Word for word, repeat every entry that appears below.

# SUPPLIED DATA:
******************************
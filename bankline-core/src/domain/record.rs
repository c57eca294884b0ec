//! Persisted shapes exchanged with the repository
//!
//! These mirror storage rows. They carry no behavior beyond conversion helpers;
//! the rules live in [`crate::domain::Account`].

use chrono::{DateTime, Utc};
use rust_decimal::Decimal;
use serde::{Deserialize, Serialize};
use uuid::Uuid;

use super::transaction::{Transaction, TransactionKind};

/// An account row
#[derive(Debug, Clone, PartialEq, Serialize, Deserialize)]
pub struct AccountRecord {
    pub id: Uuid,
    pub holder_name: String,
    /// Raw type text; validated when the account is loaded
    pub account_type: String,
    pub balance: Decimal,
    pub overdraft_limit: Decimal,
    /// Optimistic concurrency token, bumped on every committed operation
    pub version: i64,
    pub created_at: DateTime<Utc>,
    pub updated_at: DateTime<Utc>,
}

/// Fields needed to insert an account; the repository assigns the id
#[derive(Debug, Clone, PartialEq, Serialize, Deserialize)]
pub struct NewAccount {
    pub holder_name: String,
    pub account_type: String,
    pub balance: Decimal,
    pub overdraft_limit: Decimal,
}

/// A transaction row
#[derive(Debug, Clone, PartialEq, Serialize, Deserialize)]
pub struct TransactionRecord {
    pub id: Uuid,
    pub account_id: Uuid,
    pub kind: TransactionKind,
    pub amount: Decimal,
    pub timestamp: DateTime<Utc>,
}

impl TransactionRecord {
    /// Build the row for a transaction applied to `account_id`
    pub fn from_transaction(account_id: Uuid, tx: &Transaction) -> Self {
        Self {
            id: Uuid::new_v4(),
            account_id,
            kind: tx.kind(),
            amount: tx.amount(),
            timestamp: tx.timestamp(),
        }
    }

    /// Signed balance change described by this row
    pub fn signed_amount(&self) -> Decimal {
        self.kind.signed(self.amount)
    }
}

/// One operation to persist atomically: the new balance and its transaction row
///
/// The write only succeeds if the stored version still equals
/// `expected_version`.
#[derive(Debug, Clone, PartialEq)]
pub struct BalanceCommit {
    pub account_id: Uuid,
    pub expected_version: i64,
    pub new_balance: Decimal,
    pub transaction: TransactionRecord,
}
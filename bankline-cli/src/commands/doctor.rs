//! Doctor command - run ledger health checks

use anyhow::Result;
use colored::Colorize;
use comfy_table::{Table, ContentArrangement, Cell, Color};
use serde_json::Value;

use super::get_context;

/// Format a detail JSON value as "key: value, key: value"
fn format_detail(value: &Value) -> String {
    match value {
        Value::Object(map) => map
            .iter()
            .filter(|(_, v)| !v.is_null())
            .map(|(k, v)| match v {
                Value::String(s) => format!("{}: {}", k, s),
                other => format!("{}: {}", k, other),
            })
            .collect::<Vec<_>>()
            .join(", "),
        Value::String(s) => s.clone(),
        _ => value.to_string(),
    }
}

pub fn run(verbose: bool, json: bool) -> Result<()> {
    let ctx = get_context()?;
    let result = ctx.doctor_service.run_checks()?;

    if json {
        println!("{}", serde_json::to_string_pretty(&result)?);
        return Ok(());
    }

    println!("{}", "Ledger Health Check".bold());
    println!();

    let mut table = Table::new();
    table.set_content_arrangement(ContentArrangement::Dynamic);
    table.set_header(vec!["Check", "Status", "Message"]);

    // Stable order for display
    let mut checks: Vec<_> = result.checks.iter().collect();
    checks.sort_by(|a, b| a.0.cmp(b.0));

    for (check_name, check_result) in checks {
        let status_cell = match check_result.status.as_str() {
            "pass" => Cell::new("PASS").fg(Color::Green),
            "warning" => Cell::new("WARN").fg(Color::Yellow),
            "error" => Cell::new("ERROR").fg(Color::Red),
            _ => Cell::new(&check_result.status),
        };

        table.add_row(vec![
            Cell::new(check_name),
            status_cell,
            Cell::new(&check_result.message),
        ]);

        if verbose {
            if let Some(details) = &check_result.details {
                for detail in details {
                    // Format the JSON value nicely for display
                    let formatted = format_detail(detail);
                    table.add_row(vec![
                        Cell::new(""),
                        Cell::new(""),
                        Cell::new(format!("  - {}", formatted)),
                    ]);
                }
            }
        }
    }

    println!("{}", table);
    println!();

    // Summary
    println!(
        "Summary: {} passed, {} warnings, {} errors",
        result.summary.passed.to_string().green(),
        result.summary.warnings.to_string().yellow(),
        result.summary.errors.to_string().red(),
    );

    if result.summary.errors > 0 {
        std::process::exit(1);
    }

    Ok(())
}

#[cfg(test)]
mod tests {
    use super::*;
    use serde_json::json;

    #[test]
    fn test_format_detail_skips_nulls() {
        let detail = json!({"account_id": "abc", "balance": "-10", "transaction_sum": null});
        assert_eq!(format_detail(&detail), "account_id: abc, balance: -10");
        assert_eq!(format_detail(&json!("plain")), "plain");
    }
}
******************************
# YOUR SOLUTION:
filename bankline-core/src/domain/record.rs
repository c57eca294884b0ec
//! Persisted shapes exchanged with the repository
//!
//! These mirror storage rows. They carry no behavior beyond conversion helpers;
//! the rules live in [`crate::domain::Account`].

use chrono::{DateTime, Utc};
use rust_decimal::Decimal;
use serde::{Deserialize, Serialize};
use uuid::Uuid;

use super::transaction::{Transaction, TransactionKind};

/// An account row
#[derive(Debug, Clone, PartialEq, Serialize, Deserialize)]
pub struct AccountRecord {
    pub id: Uuid,
    pub holder_name: String,
    /// Raw type text; validated when the account is loaded
    pub account_type: String,
    pub balance: Decimal,
    pub overdraft_limit: Decimal,
    /// Optimistic concurrency token, bumped on every committed operation
    pub version: i64,
    pub created_at: DateTime<Utc>,
    pub updated_at: DateTime<Utc>,
}

/// Fields needed to insert an account; the repository assigns the id
#[derive(Debug, Clone, PartialEq, Serialize, Deserialize)]
pub struct NewAccount {
    pub holder_name: String,
    pub account_type: String,
    pub balance: Decimal,
    pub overdraft_limit: Decimal,
}

/// A transaction row
#[derive(Debug, Clone, PartialEq, Serialize, Deserialize)]
pub struct TransactionRecord {
    pub id: Uuid,
    pub account_id: Uuid,
    pub kind: TransactionKind,
    pub amount: Decimal,
    pub timestamp: DateTime<Utc>,
}

impl TransactionRecord {
    /// Build the row for a transaction applied to `account_id`
    pub fn from_transaction(account_id: Uuid, tx: &Transaction) -> Self {
        Self {
            id: Uuid::new_v4(),
            account_id,
            kind: tx.kind(),
            amount: tx.amount(),
            timestamp: tx.timestamp(),
        }
    }

    /// Signed balance change described by this row
    pub fn signed_amount(&self) -> Decimal {
        self.kind.signed(self.amount)
    }
}

/// One operation to persist atomically: the new balance and its transaction row
///
/// The write only succeeds if the stored version still equals
/// `expected_version`.
#[derive(Debug, Clone, PartialEq)]
pub struct BalanceCommit {
    pub account_id: Uuid,
    pub expected_version: i64,
    pub new_balance: Decimal,
    pub transaction: TransactionRecord,
}
filename bankline-cli/src/commands/doctor.rs
//! Doctor command - run ledger health checks

use anyhow::Result;
use colored::Colorize;
use comfy_table::{Table, ContentArrangement, Cell, Color};
use serde_json::Value;

use super::get_context;

/// Format a detail JSON value as "key: value, key: value"
fn format_detail(value: &Value) -> String {
    match value {
        Value::Object(map) => map
            .iter()
            .filter(|(_, v)| !v.is_null())
            .map(|(k, v)| match v {
                Value::String(s) => format!("{}: {}", k, s),
                other => format!("{}: {}", k, other),
            })
            .collect::<Vec<_>>()
            .join(", "),
        Value::String(s) => s.clone(),
        _ => value.to_string(),
    }
}

pub fn run(verbose: bool, json: bool) -> Result<()> {
    let ctx = get_context()?;
    let result = ctx.doctor_service.run_checks()?;

    if json {
        println!("{}", serde_json::to_string_pretty(&result)?);
        return Ok(());
    }

    println!("{}", "Ledger Health Check".bold());
    println!();

    let mut table = Table::new();
    table.set_content_arrangement(ContentArrangement::Dynamic);
    table.set_header(vec!["Check", "Status", "Message"]);

    // Stable order for display
    let mut checks: Vec<_> = result.checks.iter().collect();
    checks.sort_by(|a, b| a.0.cmp(b.0));

    for (check_name, check_result) in checks {
        let status_cell = match check_result.status.as_str() {
            "pass" => Cell::new("PASS").fg(Color::Green),
            "warning" => Cell::new("WARN").fg(Color::Yellow),
            "error" => Cell::new("ERROR").fg(Color::Red),
            _ => Cell::new(&check_result.status),
        };

        table.add_row(vec![
            Cell::new(check_name),
            status_cell,
            Cell::new(&check_result.message),
        ]);

        if verbose {
            if let Some(details) = &check_result.details {
                for detail in details {
                    // Format the JSON value nicely for display
                    let formatted = format_detail(detail);
                    table.add_row(vec![
                        Cell::new(""),
                        Cell::new(""),
                        Cell::new(format!("  - {}", formatted)),
                    ]);
                }
            }
        }
    }

    println!("{}", table);
    println!();

    // Summary
    println!(
        "Summary: {} passed, {} warnings, {} errors",
        result.summary.passed.to_string().green(),
        result.summary.warnings.to_string().yellow(),
        result.summary.errors.to_string().red(),
    );

    if result.summary.errors > 0 {
        std::process::exit(1);
    }

    Ok(())
}

#[cfg(test)]
mod tests {
    use super::*;
    use serde_json::json;

    #[test]
    fn test_format_detail_skips_nulls() {
        let detail = json!({"account_id": "abc", "balance": "-10", "transaction_sum": null});
        assert_eq!(format_detail(&detail), "account_id: abc, balance: -10");
        assert_eq!(format_detail(&json!("plain")), "plain");
    }
}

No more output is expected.